Claves del Museo del Objeto Contemporáneo

Museo del objeto contemporáneo. entre otros, Luís Espinosa, María Paula Doberti, Laura Andreoni en Galería Federico Poncerini desde el sábado 2 de mayo de 2009 hasta el sábado 23 de mayo de 2009.

Desmenuzar la institución museística buscando desentrañar las motivaciones más profundas que hacen de cada ser humano un coleccionista.

¿Qué conjuro se oculta tras el gesto de retener, guardar, conservar objetos que han perdido ya, su razón de ser utilitaria?

¿Qué buscamos que perdure, haciendo perdurar esas cosas que, en pequeños fragmentos, a veces mutiladas por el accidente, rescatadas del desecho, se cargan ante nuestros ojos de desbordantes significaciones?

Podemos acercarnos al MOC como a una obra colectiva que se plantea estas preguntas.
Todo museo tiene un destinatario, un perfil de público al que pretende mostrar sus colecciones. El MOC pide un público activo. Entonces ese mostrar es más bien un invitar. La acción del espectador estará en la posibilidad de partir de ese objeto real y transitar las infinitas posibilidades de su propia ficción. Pero no una ficción como distracción, como pasatiempo. La activación de la conciencia del visitante se traduce en la emergencia de sus propias mitologías, las resonancias de la propia vida y su misterio.

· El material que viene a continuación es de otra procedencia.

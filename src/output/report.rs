use colored::*;
use comfy_table::{Cell, Color, ContentArrangement, Table};

use crate::download::{DownloadReport, LawOutcome};

/// Longest error text shown in the failure table
const ERROR_COLUMN_WIDTH: usize = 80;

/// Human-readable end-of-run summary with a table of failed laws
pub fn format_report(report: &DownloadReport) -> String {
    let mut result = String::new();

    result.push_str(&format!(
        "\n{} Saved: {} | Failed: {} | Total: {}",
        "📊".cyan(),
        report.saved_count().to_string().green(),
        colored_failures(report.failed_count()),
        report.total().to_string().yellow()
    ));
    if report.fallback_count() > 0 {
        result.push_str(&format!(
            " | Found by law number: {}",
            report.fallback_count().to_string().yellow()
        ));
    }
    if report.dropped > 0 {
        result.push_str(&format!(
            " | Listed without law ID: {}",
            report.dropped.to_string().yellow()
        ));
    }
    result.push('\n');

    if report.has_failures() {
        result.push('\n');
        result.push_str(&failure_table(report).to_string());
        result.push('\n');
    }

    result
}

fn colored_failures(count: usize) -> ColoredString {
    if count == 0 {
        count.to_string().green()
    } else {
        count.to_string().red()
    }
}

fn failure_table(report: &DownloadReport) -> Table {
    let mut table = Table::new();
    table.set_header(vec![
        Cell::new("Law ID").fg(Color::Cyan),
        Cell::new("Law Number").fg(Color::Cyan),
        Cell::new("Law Name").fg(Color::Cyan),
        Cell::new("Error").fg(Color::Cyan),
    ]);

    for record in report.failed() {
        let error = match &record.outcome {
            LawOutcome::Failed { error } => error.to_string(),
            LawOutcome::Saved { .. } => continue,
        };
        table.add_row(vec![
            Cell::new(&record.summary.law_id),
            Cell::new(record.summary.law_num.as_deref().unwrap_or("-")),
            Cell::new(truncate_string(
                record.summary.law_name.as_deref().unwrap_or("-"),
                40,
            )),
            Cell::new(truncate_string(&error, ERROR_COLUMN_WIDTH)),
        ]);
    }

    table.set_content_arrangement(ContentArrangement::Dynamic);
    table
}

/// Truncate to `max_chars` characters, marking the cut with "..."
fn truncate_string(s: &str, max_chars: usize) -> String {
    if s.chars().count() <= max_chars {
        s.to_string()
    } else {
        let kept: String = s.chars().take(max_chars.saturating_sub(3)).collect();
        format!("{}...", kept)
    }
}
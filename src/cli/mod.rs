pub mod args;
pub mod commands;

use clap::{Parser, Subcommand};
use clap_complete::Shell;
use colored::*;

use crate::error::Result;

/// Japanese Tax Law Downloader
#[derive(Parser, Debug)]
#[command(
    name = "taxlaw",
    about = "Japanese Tax Law Downloader - Fetch national tax laws from the e-Gov API and save them as JSON",
    version,
    author,
    long_about = None,
    args_conflicts_with_subcommands = true
)]
pub struct Cli {
    /// Enable verbose output
    #[arg(short, long, global = true, conflicts_with = "quiet")]
    pub verbose: bool,

    /// Only print warnings and errors; no progress bar
    #[arg(short, long, global = true)]
    pub quiet: bool,

    /// Download options used when no subcommand is given
    #[command(flatten)]
    pub download: args::DownloadArgs,

    #[command(subcommand)]
    pub command: Option<Commands>,
}

#[derive(Subcommand, Debug)]
pub enum Commands {
    /// Download every law of a category (default)
    #[command(alias = "d")]
    Download(args::DownloadArgs),

    /// Manage configuration
    #[command(alias = "c")]
    Config(args::ConfigArgs),

    /// Generate shell completion scripts
    Completions {
        /// The shell to generate completions for
        #[arg(value_enum)]
        shell: Shell,
    },
}

impl Cli {
    /// Generate shell completion scripts
    fn generate_completions(shell: Shell) {
        use clap::CommandFactory;
        use clap_complete::generate;
        use std::io;

        let mut cmd = Self::command();
        let name = cmd.get_name().to_string();
        generate(shell, &mut cmd, name, &mut io::stdout());
    }

    /// Default log filter for the chosen verbosity; `RUST_LOG` overrides it
    pub fn log_filter(&self) -> &'static str {
        if self.verbose {
            "debug"
        } else if self.quiet {
            "warn"
        } else {
            "info"
        }
    }

    /// Run the CLI application
    pub async fn run() -> Result<()> {
        let cli = Self::parse();

        // Set up logging
        env_logger::Builder::from_env(env_logger::Env::default().default_filter_or(cli.log_filter()))
            .format_timestamp(None)
            .init();

        let result = match cli.command {
            Some(Commands::Download(args)) => commands::download::execute(args, cli.quiet).await,
            None => commands::download::execute(cli.download, cli.quiet).await,
            Some(Commands::Config(args)) => commands::config::execute(args),
            Some(Commands::Completions { shell }) => {
                Self::generate_completions(shell);
                Ok(())
            }
        };

        // Handle errors with better messaging
        if let Err(ref e) = result {
            eprintln!("{} {}", "Error:".red().bold(), e);
            if let Some(hint) = e.hint() {
                eprintln!("\n{} {}", "Hint:".yellow(), hint);
            }
        }
        result
    }
}
use std::path::PathBuf;

use reqwest::StatusCode;
use thiserror::Error;

#[derive(Debug, Error)]
pub enum TaxlawError {
    #[error("Network error: {0}")]
    Network(#[from] reqwest::Error),

    #[error("HTTP {status} from {url}")]
    HttpStatus { status: StatusCode, url: String },

    #[error("Parse error: {0}")]
    Parse(String),

    #[error("IO error at {shown}: {source}", shown = path.display())]
    Io {
        path: PathBuf,
        #[source]
        source: std::io::Error,
    },

    #[error("Serialization error: {0}")]
    Serialization(#[from] serde_json::Error),

    #[error("Configuration error: {0}")]
    Config(String),

    #[error("Invalid input: {0}")]
    InvalidInput(String),

    #[error("Law {law_id} not found; fallback by law number {law_num} failed: {fallback}")]
    LookupFailed {
        law_id: String,
        law_num: String,
        primary: Box<TaxlawError>,
        fallback: Box<TaxlawError>,
    },

    #[error("{failed} of {total} laws failed to download")]
    PartialFailure { failed: usize, total: usize },
}

impl TaxlawError {
    /// Wrap an IO error with the path it happened on
    pub fn io(path: impl Into<PathBuf>, source: std::io::Error) -> Self {
        Self::Io {
            path: path.into(),
            source,
        }
    }

    /// True for an HTTP 404 response, the only status that triggers the law number fallback
    pub fn is_not_found(&self) -> bool {
        matches!(self, Self::HttpStatus { status, .. } if *status == StatusCode::NOT_FOUND)
    }

    /// Get user-friendly hint for the error
    pub fn hint(&self) -> Option<String> {
        match self {
            Self::Network(_) => Some("Check your internet connection and try again.".to_string()),
            Self::HttpStatus { status, .. } if status.is_server_error() => Some(
                "The e-Gov API is having trouble. Please try again later.".to_string(),
            ),
            Self::HttpStatus { status, .. } if *status == StatusCode::TOO_MANY_REQUESTS => Some(
                "You've made too many requests. Increase --sleep-seconds and retry.".to_string(),
            ),
            Self::HttpStatus { .. } => {
                Some("Check --base-url and --category-cd.".to_string())
            }
            Self::Parse(_) => Some(
                "The API response did not look like an e-Gov v2 law list. Check --base-url."
                    .to_string(),
            ),
            Self::Io { .. } => Some(
                "Check that the output directory is writable and the disk is not full."
                    .to_string(),
            ),
            Self::Config(_) => Some("Run 'taxlaw config path' to locate the config file.".to_string()),
            Self::PartialFailure { .. } => {
                Some("Rerun with --verbose to see why each law failed.".to_string())
            }
            _ => None,
        }
    }
}

pub type Result<T> = std::result::Result<T, TaxlawError>;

Ahí una clave de su lectura como arte. El mundo cotidiano, distraído, desapercibido, se recorta, se sustrae de ese continuo movimiento en inercia y se presenta como entidades visibles, destacadas, centradas. Cada objeto comienza por evidenciar la estructura de su forma y esa forma, objetiva en el objeto, nos llama y resuena suscitando el reconocimiento de nuestra propia forma, interior, íntima. Y nos sorprende que esta reacción, subjetiva en el sujeto, venga a darse justo en el encuentro con ese objeto, con ese modo de estar en el mundo ese objeto, ni antes ni después. Y deseamos ese objeto, en ese instante, como modo de atraparnos y retener eso que es esquivo en nosotros mismos. Esa pequeña plenitud. Esa pasajera eternidad. Esa limitada absolutez que somos y que cifra el drama de nuestra existencia.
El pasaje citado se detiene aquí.